**Exercise aim**
Using the records below, write out again exactly the lines that begin at the line containing "pub fn id(&self)" and end at the line containing "pub fn ancestors(&self)", and no other lines.

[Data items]
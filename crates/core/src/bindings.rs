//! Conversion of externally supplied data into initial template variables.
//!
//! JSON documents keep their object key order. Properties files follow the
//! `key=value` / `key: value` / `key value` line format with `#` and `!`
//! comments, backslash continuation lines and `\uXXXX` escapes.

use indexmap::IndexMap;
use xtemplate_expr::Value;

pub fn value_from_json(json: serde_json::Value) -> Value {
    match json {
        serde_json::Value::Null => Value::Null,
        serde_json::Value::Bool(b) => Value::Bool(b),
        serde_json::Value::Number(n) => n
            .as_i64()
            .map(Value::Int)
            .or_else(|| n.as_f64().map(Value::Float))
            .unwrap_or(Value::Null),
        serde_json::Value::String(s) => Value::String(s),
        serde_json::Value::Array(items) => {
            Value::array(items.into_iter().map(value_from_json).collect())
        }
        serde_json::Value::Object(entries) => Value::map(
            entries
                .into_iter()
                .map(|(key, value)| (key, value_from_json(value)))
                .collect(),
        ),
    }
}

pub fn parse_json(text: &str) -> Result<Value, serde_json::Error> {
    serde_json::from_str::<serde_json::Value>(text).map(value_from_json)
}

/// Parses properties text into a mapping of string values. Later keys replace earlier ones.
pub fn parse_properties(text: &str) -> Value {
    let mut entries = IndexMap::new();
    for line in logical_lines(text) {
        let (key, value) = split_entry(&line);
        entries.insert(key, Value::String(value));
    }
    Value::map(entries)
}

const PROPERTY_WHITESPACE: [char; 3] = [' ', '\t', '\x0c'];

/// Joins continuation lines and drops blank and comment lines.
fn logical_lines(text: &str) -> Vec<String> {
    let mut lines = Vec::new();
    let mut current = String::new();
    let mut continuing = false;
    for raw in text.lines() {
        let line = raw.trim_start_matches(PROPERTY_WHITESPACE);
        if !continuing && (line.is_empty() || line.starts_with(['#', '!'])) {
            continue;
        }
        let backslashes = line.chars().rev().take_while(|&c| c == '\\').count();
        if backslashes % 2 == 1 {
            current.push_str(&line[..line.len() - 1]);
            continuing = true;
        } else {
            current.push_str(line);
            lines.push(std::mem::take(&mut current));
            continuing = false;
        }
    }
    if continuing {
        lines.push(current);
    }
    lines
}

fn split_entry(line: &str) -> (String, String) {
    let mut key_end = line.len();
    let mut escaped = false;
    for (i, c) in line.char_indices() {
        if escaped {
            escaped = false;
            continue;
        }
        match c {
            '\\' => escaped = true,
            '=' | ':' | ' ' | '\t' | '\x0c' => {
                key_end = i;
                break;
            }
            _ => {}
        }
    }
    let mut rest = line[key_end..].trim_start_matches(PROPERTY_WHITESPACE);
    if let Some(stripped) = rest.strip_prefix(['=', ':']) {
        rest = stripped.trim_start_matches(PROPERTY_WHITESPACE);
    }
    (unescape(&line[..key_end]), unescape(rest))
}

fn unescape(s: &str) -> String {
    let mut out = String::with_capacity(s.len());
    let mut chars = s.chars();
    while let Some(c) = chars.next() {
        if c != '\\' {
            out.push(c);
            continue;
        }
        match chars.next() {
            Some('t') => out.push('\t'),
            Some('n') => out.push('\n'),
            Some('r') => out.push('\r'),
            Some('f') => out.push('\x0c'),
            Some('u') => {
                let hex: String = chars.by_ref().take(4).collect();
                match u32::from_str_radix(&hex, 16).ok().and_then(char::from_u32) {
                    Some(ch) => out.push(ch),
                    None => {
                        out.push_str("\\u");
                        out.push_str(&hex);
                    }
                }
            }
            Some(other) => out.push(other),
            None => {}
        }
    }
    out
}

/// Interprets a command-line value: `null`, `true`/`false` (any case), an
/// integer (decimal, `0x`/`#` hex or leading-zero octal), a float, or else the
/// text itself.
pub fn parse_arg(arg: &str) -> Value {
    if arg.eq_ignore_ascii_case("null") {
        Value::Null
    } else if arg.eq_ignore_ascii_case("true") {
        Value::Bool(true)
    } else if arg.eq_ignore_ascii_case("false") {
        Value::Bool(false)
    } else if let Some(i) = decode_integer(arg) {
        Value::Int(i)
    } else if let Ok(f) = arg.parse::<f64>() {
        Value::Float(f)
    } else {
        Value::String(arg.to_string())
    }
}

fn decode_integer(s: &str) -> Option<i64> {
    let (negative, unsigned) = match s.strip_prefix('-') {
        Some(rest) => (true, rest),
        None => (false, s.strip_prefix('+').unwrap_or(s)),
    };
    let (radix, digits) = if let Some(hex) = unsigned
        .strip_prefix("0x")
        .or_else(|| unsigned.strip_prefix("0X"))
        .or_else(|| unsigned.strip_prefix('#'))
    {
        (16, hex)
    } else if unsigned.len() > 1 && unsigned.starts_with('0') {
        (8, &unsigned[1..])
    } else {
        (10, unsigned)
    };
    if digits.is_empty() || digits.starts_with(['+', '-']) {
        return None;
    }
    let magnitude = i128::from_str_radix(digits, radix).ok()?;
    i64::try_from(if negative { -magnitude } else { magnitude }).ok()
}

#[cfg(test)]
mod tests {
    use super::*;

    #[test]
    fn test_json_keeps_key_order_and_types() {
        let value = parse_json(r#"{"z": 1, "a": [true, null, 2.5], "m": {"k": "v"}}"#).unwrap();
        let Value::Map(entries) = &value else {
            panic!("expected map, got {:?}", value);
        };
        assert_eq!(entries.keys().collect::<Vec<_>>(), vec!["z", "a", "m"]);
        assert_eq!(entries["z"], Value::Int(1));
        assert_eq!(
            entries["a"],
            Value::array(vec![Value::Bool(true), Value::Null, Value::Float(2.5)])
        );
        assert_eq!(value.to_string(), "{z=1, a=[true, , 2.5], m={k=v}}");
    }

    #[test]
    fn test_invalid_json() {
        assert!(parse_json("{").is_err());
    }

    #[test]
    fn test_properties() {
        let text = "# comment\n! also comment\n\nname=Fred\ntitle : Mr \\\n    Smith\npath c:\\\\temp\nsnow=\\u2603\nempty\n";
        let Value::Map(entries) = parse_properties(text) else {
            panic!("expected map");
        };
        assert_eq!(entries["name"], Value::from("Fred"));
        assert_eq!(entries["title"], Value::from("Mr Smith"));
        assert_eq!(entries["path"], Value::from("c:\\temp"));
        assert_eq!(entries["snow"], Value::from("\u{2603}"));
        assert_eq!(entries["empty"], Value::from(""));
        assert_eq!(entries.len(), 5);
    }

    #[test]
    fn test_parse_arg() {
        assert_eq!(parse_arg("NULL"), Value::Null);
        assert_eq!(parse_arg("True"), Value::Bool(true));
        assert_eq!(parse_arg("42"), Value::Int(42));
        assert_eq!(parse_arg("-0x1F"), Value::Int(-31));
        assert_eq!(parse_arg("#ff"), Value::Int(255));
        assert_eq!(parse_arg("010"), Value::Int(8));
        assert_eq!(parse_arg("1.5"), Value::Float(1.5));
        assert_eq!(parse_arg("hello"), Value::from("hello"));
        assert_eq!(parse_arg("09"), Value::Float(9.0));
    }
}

...

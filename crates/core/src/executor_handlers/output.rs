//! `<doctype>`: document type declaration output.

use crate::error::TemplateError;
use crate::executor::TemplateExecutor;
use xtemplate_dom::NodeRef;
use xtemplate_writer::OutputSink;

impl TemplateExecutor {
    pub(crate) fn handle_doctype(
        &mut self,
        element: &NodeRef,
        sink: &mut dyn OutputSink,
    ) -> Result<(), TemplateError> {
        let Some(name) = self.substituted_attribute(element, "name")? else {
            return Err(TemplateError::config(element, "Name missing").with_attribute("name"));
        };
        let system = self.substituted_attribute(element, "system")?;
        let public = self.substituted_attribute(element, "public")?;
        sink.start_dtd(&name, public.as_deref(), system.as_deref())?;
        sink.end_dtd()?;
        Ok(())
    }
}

...

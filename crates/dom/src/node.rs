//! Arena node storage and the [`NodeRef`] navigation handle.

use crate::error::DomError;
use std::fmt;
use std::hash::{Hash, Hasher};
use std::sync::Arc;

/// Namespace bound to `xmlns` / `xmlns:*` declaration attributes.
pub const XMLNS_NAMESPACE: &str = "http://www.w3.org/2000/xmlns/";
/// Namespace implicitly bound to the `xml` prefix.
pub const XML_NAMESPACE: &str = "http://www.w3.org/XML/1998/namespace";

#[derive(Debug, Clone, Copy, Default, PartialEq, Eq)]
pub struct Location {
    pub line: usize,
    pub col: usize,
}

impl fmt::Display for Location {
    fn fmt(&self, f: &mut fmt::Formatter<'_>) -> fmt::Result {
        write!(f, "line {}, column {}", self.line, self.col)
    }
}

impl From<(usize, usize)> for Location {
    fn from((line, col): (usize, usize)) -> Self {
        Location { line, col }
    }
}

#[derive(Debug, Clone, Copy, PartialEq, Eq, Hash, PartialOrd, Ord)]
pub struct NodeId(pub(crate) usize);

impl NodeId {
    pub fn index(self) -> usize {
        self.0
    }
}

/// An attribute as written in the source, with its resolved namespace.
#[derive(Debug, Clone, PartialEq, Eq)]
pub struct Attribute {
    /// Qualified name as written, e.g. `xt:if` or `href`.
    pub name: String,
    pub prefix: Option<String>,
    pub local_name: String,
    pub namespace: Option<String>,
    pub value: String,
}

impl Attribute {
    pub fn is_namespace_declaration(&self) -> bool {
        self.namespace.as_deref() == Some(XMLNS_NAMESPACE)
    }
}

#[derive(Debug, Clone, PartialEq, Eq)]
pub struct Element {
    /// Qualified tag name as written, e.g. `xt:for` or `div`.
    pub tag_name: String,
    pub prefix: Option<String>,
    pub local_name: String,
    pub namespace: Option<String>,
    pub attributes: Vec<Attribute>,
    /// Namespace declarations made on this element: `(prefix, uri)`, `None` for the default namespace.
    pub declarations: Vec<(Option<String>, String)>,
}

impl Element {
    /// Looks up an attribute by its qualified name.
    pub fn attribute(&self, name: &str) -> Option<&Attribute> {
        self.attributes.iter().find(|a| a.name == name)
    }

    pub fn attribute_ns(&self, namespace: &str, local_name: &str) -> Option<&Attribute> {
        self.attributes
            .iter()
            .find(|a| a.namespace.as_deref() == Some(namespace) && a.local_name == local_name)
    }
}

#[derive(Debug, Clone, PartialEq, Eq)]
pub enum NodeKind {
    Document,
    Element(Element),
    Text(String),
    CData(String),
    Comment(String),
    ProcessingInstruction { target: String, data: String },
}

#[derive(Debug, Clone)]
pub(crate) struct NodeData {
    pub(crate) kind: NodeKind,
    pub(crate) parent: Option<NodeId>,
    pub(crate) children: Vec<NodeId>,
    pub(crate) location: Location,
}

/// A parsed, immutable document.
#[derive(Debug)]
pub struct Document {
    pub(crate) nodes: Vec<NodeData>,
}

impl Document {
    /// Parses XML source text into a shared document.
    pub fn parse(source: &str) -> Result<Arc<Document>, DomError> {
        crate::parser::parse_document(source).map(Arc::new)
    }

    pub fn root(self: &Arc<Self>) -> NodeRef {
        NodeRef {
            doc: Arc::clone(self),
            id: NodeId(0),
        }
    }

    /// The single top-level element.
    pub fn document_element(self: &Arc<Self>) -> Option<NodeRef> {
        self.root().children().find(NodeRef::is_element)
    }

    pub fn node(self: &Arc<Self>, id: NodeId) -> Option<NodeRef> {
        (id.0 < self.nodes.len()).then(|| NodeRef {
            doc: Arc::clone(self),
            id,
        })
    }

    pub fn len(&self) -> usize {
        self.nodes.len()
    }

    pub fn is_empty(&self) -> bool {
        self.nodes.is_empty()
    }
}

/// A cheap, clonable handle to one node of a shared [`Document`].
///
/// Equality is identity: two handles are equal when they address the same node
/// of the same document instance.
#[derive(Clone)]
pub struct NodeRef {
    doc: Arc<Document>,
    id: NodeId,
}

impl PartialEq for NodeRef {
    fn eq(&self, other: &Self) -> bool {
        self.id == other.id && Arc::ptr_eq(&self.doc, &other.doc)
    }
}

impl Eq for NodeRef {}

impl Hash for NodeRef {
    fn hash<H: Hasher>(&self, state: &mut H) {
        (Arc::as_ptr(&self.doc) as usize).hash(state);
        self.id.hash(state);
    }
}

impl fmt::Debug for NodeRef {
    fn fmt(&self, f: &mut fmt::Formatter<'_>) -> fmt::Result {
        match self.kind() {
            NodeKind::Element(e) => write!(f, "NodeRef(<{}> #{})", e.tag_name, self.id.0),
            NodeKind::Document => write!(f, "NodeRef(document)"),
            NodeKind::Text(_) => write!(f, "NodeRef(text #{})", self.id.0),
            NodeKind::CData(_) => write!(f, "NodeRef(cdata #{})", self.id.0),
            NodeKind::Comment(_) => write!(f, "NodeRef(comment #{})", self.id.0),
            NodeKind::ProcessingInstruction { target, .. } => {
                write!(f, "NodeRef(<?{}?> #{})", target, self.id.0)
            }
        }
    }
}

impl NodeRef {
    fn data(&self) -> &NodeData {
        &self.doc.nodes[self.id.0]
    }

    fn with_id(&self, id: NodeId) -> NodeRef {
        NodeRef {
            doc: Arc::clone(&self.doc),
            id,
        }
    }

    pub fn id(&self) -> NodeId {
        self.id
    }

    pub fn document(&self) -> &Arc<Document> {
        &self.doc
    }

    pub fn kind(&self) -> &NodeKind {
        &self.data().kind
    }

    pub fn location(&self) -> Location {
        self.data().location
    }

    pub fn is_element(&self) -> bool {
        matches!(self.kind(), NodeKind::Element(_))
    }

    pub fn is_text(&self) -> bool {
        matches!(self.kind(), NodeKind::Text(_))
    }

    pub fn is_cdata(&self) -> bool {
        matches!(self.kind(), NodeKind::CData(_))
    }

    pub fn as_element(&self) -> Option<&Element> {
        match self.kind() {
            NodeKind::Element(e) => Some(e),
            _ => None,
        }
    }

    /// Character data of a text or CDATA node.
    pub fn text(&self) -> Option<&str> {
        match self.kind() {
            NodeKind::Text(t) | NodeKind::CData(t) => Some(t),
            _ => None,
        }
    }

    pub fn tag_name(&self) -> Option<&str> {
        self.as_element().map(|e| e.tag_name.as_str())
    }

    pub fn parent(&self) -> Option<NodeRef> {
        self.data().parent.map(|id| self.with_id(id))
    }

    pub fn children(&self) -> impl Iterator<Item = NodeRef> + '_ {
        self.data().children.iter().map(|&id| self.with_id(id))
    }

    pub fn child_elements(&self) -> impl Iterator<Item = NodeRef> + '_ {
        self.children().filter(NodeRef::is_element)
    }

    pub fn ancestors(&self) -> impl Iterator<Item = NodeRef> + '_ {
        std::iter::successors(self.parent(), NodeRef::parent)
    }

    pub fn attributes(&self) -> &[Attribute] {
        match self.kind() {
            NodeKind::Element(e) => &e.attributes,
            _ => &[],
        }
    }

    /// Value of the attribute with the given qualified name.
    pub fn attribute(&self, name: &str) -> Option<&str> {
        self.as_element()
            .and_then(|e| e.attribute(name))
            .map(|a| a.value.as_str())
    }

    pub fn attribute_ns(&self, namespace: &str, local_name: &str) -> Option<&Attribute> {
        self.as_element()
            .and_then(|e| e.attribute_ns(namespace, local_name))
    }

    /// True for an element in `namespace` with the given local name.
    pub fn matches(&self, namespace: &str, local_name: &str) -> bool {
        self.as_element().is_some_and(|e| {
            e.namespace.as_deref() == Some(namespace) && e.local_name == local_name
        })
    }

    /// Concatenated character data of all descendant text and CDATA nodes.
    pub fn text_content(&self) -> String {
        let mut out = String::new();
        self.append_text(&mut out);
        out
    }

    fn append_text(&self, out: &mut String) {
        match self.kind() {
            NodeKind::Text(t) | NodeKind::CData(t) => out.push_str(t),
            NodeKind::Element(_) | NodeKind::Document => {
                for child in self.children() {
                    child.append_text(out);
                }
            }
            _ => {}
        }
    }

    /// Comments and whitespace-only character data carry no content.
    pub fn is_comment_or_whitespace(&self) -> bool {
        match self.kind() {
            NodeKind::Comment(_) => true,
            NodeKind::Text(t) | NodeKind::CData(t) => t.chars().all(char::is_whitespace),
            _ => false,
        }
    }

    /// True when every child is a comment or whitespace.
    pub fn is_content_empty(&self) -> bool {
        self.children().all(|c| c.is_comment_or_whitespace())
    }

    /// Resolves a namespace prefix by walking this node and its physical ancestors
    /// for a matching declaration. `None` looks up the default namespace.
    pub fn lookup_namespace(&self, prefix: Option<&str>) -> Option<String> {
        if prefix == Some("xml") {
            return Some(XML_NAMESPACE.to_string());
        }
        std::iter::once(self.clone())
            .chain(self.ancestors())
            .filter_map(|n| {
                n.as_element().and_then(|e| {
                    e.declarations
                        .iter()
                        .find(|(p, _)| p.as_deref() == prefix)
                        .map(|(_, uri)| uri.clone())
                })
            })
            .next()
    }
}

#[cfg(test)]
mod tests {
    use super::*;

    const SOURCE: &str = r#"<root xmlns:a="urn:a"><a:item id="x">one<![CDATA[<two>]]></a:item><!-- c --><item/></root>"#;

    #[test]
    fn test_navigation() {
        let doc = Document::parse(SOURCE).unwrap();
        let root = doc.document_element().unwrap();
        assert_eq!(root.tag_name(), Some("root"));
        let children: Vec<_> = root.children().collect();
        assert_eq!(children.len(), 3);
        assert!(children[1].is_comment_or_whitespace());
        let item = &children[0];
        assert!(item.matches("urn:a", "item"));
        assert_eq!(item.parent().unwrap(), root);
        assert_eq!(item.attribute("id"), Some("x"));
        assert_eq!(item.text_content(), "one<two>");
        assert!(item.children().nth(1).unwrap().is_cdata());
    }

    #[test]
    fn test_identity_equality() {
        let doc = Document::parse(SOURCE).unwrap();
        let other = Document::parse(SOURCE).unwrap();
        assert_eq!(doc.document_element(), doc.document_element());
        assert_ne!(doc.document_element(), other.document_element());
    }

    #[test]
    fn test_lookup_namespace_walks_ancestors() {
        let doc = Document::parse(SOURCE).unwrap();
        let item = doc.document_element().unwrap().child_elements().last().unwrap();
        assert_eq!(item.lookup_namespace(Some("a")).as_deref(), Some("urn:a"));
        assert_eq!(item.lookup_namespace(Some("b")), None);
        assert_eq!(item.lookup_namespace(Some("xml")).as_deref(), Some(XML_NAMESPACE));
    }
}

**Output below**
    pub fn id(&self) -> NodeId {
        self.id
    }

    pub fn document(&self) -> &Arc<Document> {
        &self.doc
    }

    pub fn kind(&self) -> &NodeKind {
        &self.data().kind
    }

    pub fn location(&self) -> Location {
        self.data().location
    }

    pub fn is_element(&self) -> bool {
        matches!(self.kind(), NodeKind::Element(_))
    }

    pub fn is_text(&self) -> bool {
        matches!(self.kind(), NodeKind::Text(_))
    }

    pub fn is_cdata(&self) -> bool {
        matches!(self.kind(), NodeKind::CData(_))
    }

    pub fn as_element(&self) -> Option<&Element> {
        match self.kind() {
            NodeKind::Element(e) => Some(e),
            _ => None,
        }
    }

    /// Character data of a text or CDATA node.
    pub fn text(&self) -> Option<&str> {
        match self.kind() {
            NodeKind::Text(t) | NodeKind::CData(t) => Some(t),
            _ => None,
        }
    }

    pub fn tag_name(&self) -> Option<&str> {
        self.as_element().map(|e| e.tag_name.as_str())
    }

    pub fn parent(&self) -> Option<NodeRef> {
        self.data().parent.map(|id| self.with_id(id))
    }

    pub fn children(&self) -> impl Iterator<Item = NodeRef> + '_ {
        self.data().children.iter().map(|&id| self.with_id(id))
    }

    pub fn child_elements(&self) -> impl Iterator<Item = NodeRef> + '_ {
        self.children().filter(NodeRef::is_element)
    }

    pub fn ancestors(&self) -> impl Iterator<Item = NodeRef> + '_ {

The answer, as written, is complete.